Volvió a la cama. En realidad, no necesitaba aquel pitido estridente ni la pequeña pantalla parpadeante para saber que tenía fiebre.
- Otra vez... –se lamentó.
Se acurrucó bajo el edredón, intentando mantener el calor, con una mano bajo el pecho y con otra sobre la frente, tratando de aliviar inútilmente el dolor.
Sus labios estaban extremadamente tersos. Si no les aplicaba cacao terminarían agrietándose. Pero levantarse era un esfuerzo innecesario en ese momento.
Debería llamar a alguien –pensó- pero... ¿a quién?
Sólo la echarían en falta en la oficina. En una hora, alguien se daría cuanta de que había una silla vacía y más trabajo de lo habitual.

Se hizo un ovillo sobre las sábanas, como lo hace el bebé dentro del útero de su madre. Y fue entonces cuando se sintió más sola que nunca. Comprendió que nadie iba a ir allí para tocarle la frente y aplicarle compresas de agua fría, que nadie estaría a su lado para arroparla, mimarla y darle calor. Nadie iba a cuidar de ella.

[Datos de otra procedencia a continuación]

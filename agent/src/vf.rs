// SPDX-License-Identifier: Apache-2.0
// Copyright Open Network Fabric Authors

//! Virtual function index lookup.
//!
//! The flow service addresses a VF by its index on the physical function of the port. The PF
//! lists its VFs in sysfs as `virtfn<N>` links to the VF device directories.

use std::path::{Path, PathBuf};

use rte::pci::{InvalidPciAddress, PciAddress};
use tracing::trace;

#[derive(Debug, thiserror::Error)]
pub(crate) enum VfError {
    #[error("cannot read {}: {source}", path.display())]
    Io {
        path: PathBuf,
        source: std::io::Error,
    },
    #[error("{vf} is not a VF of {pf}")]
    NotFound { pf: PciAddress, vf: PciAddress },
    #[error(transparent)]
    Pci(#[from] InvalidPciAddress),
}

/// Maps the PCI address of a VF to its index on a PF.
pub(crate) trait VfLookup {
    fn vf_index(&self, pf: &PciAddress, vf: &PciAddress) -> Result<u32, VfError>;
}

/// [`VfLookup`] reading sysfs.
#[derive(Debug, Clone)]
pub(crate) struct SysfsVfLookup {
    root: PathBuf,
}

impl SysfsVfLookup {
    /// `root` is the sysfs mount point, normally `/sys`.
    pub(crate) fn new(root: impl Into<PathBuf>) -> Self {
        Self { root: root.into() }
    }

    fn device_dir(&self, pci: &PciAddress) -> PathBuf {
        self.root.join("bus/pci/devices").join(pci.to_string())
    }
}

fn virtfn_index(name: &str) -> Option<u32> {
    name.strip_prefix("virtfn")?.parse().ok()
}

fn link_target(path: &Path) -> Result<Option<PciAddress>, VfError> {
    let target = std::fs::read_link(path).map_err(|source| VfError::Io {
        path: path.to_path_buf(),
        source,
    })?;
    let Some(name) = target.file_name().and_then(|n| n.to_str()) else {
        return Ok(None);
    };
    Ok(Some(PciAddress::try_from(name)?))
}

impl VfLookup for SysfsVfLookup {
    fn vf_index(&self, pf: &PciAddress, vf: &PciAddress) -> Result<u32, VfError> {
        let dir = self.device_dir(pf);
        let entries = std::fs::read_dir(&dir).map_err(|source| VfError::Io {
            path: dir.clone(),
            source,
        })?;
        for entry in entries {
            let entry = entry.map_err(|source| VfError::Io {
                path: dir.clone(),
                source,
            })?;
            let Some(index) = entry.file_name().to_str().and_then(virtfn_index) else {
                continue;
            };
            if link_target(&entry.path())?.as_ref() == Some(vf) {
                trace!("{vf} is VF {index} of {pf}");
                return Ok(index);
            }
        }
        Err(VfError::NotFound { pf: *pf, vf: *vf })
    }
}
// SPDX-License-Identifier: Apache-2.0
// Copyright Open Network Fabric Authors

//! Mac address type used by the human readable form of the ethernet item.

use std::fmt::Display;

/// A [MAC Address] in colon-hex notation (`00:00:5f:00:53:01`).
///
/// [MAC Address]: https://en.wikipedia.org/wiki/MAC_address
#[repr(transparent)]
#[derive(Debug, Clone, Copy, PartialEq, Eq, Hash, PartialOrd, Ord, Default)]
pub struct Mac(pub [u8; 6]);

impl From<[u8; 6]> for Mac {
    fn from(value: [u8; 6]) -> Self {
        Mac(value)
    }
}

impl From<Mac> for [u8; 6] {
    fn from(value: Mac) -> Self {
        value.0
    }
}

impl AsRef<[u8; 6]> for Mac {
    fn as_ref(&self) -> &[u8; 6] {
        &self.0
    }
}

/// Errors which can occur while converting a string to a [`Mac`]
#[derive(Debug, Clone, PartialEq, Eq, thiserror::Error)]
pub enum MacFromStringError {
    /// Invalid string representation of mac address
    #[error("invalid string representation of mac address: '{0}'")]
    Invalid(String),
}

impl TryFrom<&str> for Mac {
    type Error = MacFromStringError;

    fn try_from(value: &str) -> Result<Self, Self::Error> {
        let invalid = || MacFromStringError::Invalid(value.to_string());
        let mut octets = [0u8; 6];
        let mut parts = value.split(':');
        for octet in &mut octets {
            let part = parts.next().ok_or_else(invalid)?;
            if part.len() != 2 || !part.chars().all(|c| c.is_ascii_hexdigit()) {
                return Err(invalid());
            }
            *octet = u8::from_str_radix(part, 16).map_err(|_| invalid())?;
        }
        if parts.next().is_some() {
            return Err(invalid());
        }
        Ok(Mac(octets))
    }
}

impl Mac {
    /// Interpret the address as a 48 bit big endian integer.
    #[must_use]
    pub fn as_u64(&self) -> u64 {
        self.0
            .iter()
            .fold(0u64, |acc, octet| (acc << 8) | u64::from(*octet))
    }
}

impl Display for Mac {
    fn fmt(&self, f: &mut std::fmt::Formatter<'_>) -> std::fmt::Result {
        write!(
            f,
            "{:02x}:{:02x}:{:02x}:{:02x}:{:02x}:{:02x}",
            self.0[0], self.0[1], self.0[2], self.0[3], self.0[4], self.0[5]
        )
    }
}

#[cfg(test)]
mod tests {
    use super::*;

    #[test]
    fn parse_colon_hex() {
        let mac = Mac::try_from("00:00:5f:00:53:01").unwrap();
        assert_eq!(mac, Mac([0x00, 0x00, 0x5f, 0x00, 0x53, 0x01]));
        assert_eq!(mac.to_string(), "00:00:5f:00:53:01");
        assert_eq!(mac.as_u64(), 0x0000_5f00_5301);
    }

    #[test]
    fn parse_rejects_garbage() {
        for bad in [
            "",
            "00:00:5f:00:53",
            "00:00:5f:00:53:01:02",
            "00-00-5f-00-53-01",
            "0:00:5f:00:53:01",
            "zz:00:5f:00:53:01",
        ] {
            assert_eq!(
                Mac::try_from(bad),
                Err(MacFromStringError::Invalid(bad.to_string())),
                "{bad} should not parse"
            );
        }
    }

    #[test]
    #[cfg_attr(kani, kani::proof)]
    fn display_parse_back() {
        bolero::check!()
            .with_type()
            .cloned()
            .for_each(|octets: [u8; 6]| {
                let mac = Mac::from(octets);
                let parsed = Mac::try_from(mac.to_string().as_str()).unwrap();
                assert_eq!(<[u8; 6]>::from(parsed), octets);
            });
    }
}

La cabeza iba a estallarle, y supo que esta vez no era por la fiebre. Eran las lágrimas no derramadas, las heridas abiertas, las magulladuras de la desilusión, las llagas de la desesperanza, todo el peso de este mundo, concentrados en su frente.
Y sólo entonces lloró. Lloró hasta quedarse dormida. Quieta. Inmóvil. Porque ya no le quedaban motivos para levantarse de esa cama. Porque lo único que podía hacer era seguir durmiendo... y soñar.